The market price and trend of quoted shares do not always reflect the good things the company can produce in the future. Frequently, a decline in stock price is the result of an earlier unwarranted high share price. This is often the case with early-stage companies that have benefited from overly optimistic expectations.
A significant shrinking of the amount of outstanding equity would greatly benefit the remaining shareholders, especially assuming the company’s objectives are achieved in the future.
Accepting the above observations leads to a question: how could a company, without using funds to bid for outstanding shares, accomplish the objective of concentrating ownership?
The answer is to offer to the owners of a minimum number of shares a revenue royalty exchange for their shares. We can assist companies in the designing of such a share-for-royalty swap.
The terms of the royalty payments can commence when revenues of the company are at agreed levels and be for an agreed period. The cumulative amount of royalty payments can be limited to a multiple of the share price at the time of the exchange. Depending on circumstance, the multiple could be 5 or 10 times the then-current price of the shares.
Of course, it is likely that the company would require a royalty issuer’s Right of Redemption. Such a right is an option for an agreed period and at an agreed value, including the royalty payments already paid. It is a right, not an obligation and can be financed by the company borrowing or as a part of a company’s acquisition or other transaction.

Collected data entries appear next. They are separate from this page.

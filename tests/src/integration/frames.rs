//! Wire frames and report bodies as the analysis service emits them.

use serde_json::{json, Value};

pub fn analysis_started(submission_id: &str) -> Value {
    json!({
        "type": "analysis_started",
        "submission_id": submission_id,
        "timestamp": "2026-10-18T09:00:01Z",
    })
}

pub fn module_complete(module_id: &str, score: f64, confidence: f64, processing_ms: f64) -> Value {
    json!({
        "type": "module_complete",
        "module_id": module_id,
        "status": "done",
        "score": score,
        "confidence": confidence,
        "processing_ms": processing_ms,
        "timestamp": "2026-10-18T09:00:10Z",
    })
}

/// A module that crashed server-side.
pub fn module_failed(module_id: &str) -> Value {
    json!({
        "type": "module_complete",
        "module_id": module_id,
        "status": "error",
        "score": null,
        "confidence": null,
    })
}

pub fn completed(integrity_score: f64, risk_level: &str) -> Value {
    json!({
        "type": "completed",
        "integrity_score": integrity_score,
        "risk_level": risk_level,
    })
}

pub fn server_timeout() -> Value {
    json!({ "type": "timeout" })
}

/// Full report with weights and evidence for the given modules.
pub fn report(submission_id: &str, integrity_score: f64, risk_level: &str, modules: &[(&str, f64, f64)]) -> Value {
    let breakdown: serde_json::Map<String, Value> = modules
        .iter()
        .map(|(module_id, score, weight)| {
            (
                module_id.to_string(),
                json!({
                    "score": score,
                    "weight": weight,
                    "weighted_contribution": score * weight,
                    "confidence": 0.9,
                    "evidence": { "summary": format!("{module_id} evidence") },
                }),
            )
        })
        .collect();

    let flags: Vec<Value> = modules
        .iter()
        .filter(|(_, score, _)| *score >= 0.65)
        .map(|(module_id, score, _)| json!({ "module": module_id, "score": score, "severity": "HIGH" }))
        .collect();

    json!({
        "submission_id": submission_id,
        "integrity_score": integrity_score,
        "risk_level": risk_level,
        "confidence": 0.88,
        "recommendation": "Review flagged passages with the student",
        "flags": flags,
        "modules": breakdown,
        "created_at": "2026-10-18T09:00:42Z",
        "pdf_download_url": format!("/api/v1/submissions/{submission_id}/report.pdf"),
    })
}
//! # Update Subscriber
//!
//! An observer's handle on the bus. Every update is an owned copy, so
//! nothing a subscriber does can reach back into session state.
//!
//! A slow subscriber that falls behind loses the oldest updates and resumes
//! at the newest. For snapshots that is harmless since each one supersedes
//! the last; the loss is logged so it shows up when errors go missing too.

use crate::events::{SessionUpdate, UpdateFilter};
use thiserror::Error;
use tokio::sync::broadcast::{self, error::RecvError, error::TryRecvError};
use tracing::debug;

#[derive(Debug, Error, Clone, PartialEq, Eq)]
pub enum SubscriptionError {
    /// The session owning the bus is gone.
    #[error("Update bus closed")]
    Closed,
}

/// Live subscription to one session's updates. Dropping it unsubscribes.
pub struct Subscription {
    receiver: broadcast::Receiver<SessionUpdate>,
    filter: UpdateFilter,
    skipped: u64,
}

impl Subscription {
    pub(crate) fn new(receiver: broadcast::Receiver<SessionUpdate>, filter: UpdateFilter) -> Self {
        Self {
            receiver,
            filter,
            skipped: 0,
        }
    }

    /// Next update matching the filter, or `None` once the session is gone.
    pub async fn recv(&mut self) -> Option<SessionUpdate> {
        loop {
            match self.receiver.recv().await {
                Ok(update) if self.filter.matches(&update) => return Some(update),
                Ok(_) => {}
                Err(RecvError::Lagged(count)) => self.fell_behind(count),
                Err(RecvError::Closed) => return None,
            }
        }
    }

    /// Like [`recv`](Self::recv) but returns `Ok(None)` instead of waiting.
    pub fn try_recv(&mut self) -> Result<Option<SessionUpdate>, SubscriptionError> {
        loop {
            match self.receiver.try_recv() {
                Ok(update) if self.filter.matches(&update) => return Ok(Some(update)),
                Ok(_) => {}
                Err(TryRecvError::Lagged(count)) => self.fell_behind(count),
                Err(TryRecvError::Empty) => return Ok(None),
                Err(TryRecvError::Closed) => return Err(SubscriptionError::Closed),
            }
        }
    }

    /// Stop receiving updates.
    pub fn unsubscribe(self) {
        drop(self);
    }

    fn fell_behind(&mut self, count: u64) {
        self.skipped += count;
        debug!(
            skipped = count,
            total_skipped = self.skipped,
            kinds = ?self.filter.kinds,
            "Subscriber fell behind, oldest session updates dropped"
        );
    }
}
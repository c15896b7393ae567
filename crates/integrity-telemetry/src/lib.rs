//! # Integrity Telemetry
//!
//! Logging initialisation shared by the integrity session binaries.
//!
//! ## Usage
//!
//! ```rust,ignore
//! use integrity_telemetry::{init_logging, TelemetryConfig};
//!
//! fn main() -> anyhow::Result<()> {
//!     init_logging(&TelemetryConfig::for_binary("integrity-watch"))?;
//!     tracing::info!("ready");
//!     Ok(())
//! }
//! ```
//!
//! ## Environment Variables
//!
//! | Variable | Default | Description |
//! |----------|---------|-------------|
//! | `INTEGRITY_SERVICE_NAME` | `integrity-session` | Service name on log lines |
//! | `INTEGRITY_LOG_LEVEL` | `info` | Level or `EnvFilter` directive (`RUST_LOG` is also read) |
//! | `INTEGRITY_CONSOLE_OUTPUT` | `true` | Write logs to stderr |
//! | `INTEGRITY_JSON_LOGS` | `false` | JSON lines, defaults to true in containers |
//! | `NO_COLOR` | unset | Disable ANSI colours |

mod config;
mod logging;

pub use config::TelemetryConfig;
pub use logging::{build_filter, init_logging};

use thiserror::Error;

/// Telemetry initialization errors
#[derive(Error, Debug)]
pub enum TelemetryError {
    #[error("Invalid log filter: {0}")]
    Filter(String),

    #[error("Global subscriber already installed: {0}")]
    AlreadyInitialized(String),
}

/// Convenience macro for creating a span scoped to one submission.
///
/// # Example
///
/// ```rust,ignore
/// use integrity_telemetry::submission_span;
///
/// let span = submission_span!("watch", submission_id = %id);
/// let _enter = span.enter();
/// ```
#[macro_export]
macro_rules! submission_span {
    ($name:expr, $($field:tt)*) => {
        tracing::info_span!($name, $($field)*)
    };
}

What would be the worst result for the shareholder accepting such a revenue royalty? That the company does not reach the agreed commencement level of revenues and goes out of business. Were this to be the case the investor would have a tax-loss benefit based on the original cost of the shares.
What would be the worst case for the company issuing the royalty in exchange for the shares? If the royalty payments commenced without the company achieving profitability at the higher revenue levels. The presence of the royalty might also limit the company’s ability to sell new shares on terms as favorable as would have been the case without the royalty being in effect.
The immediate and possibly only cost to the company offering a share-for- royalty exchange would be the legal fees and mechanics necessary in making the offering to shareholders.
This is to be checked with your tax advising accountant and/or attorney, but I believe that US investors will be able to receive royalty payments without incurring a federal tax liability, until they have received payments equal to their cost for the shares, and that thereafter royalty payments will be recognized as ordinary income. Further, I believe that all royalty payments made by the company will be federal tax deductible.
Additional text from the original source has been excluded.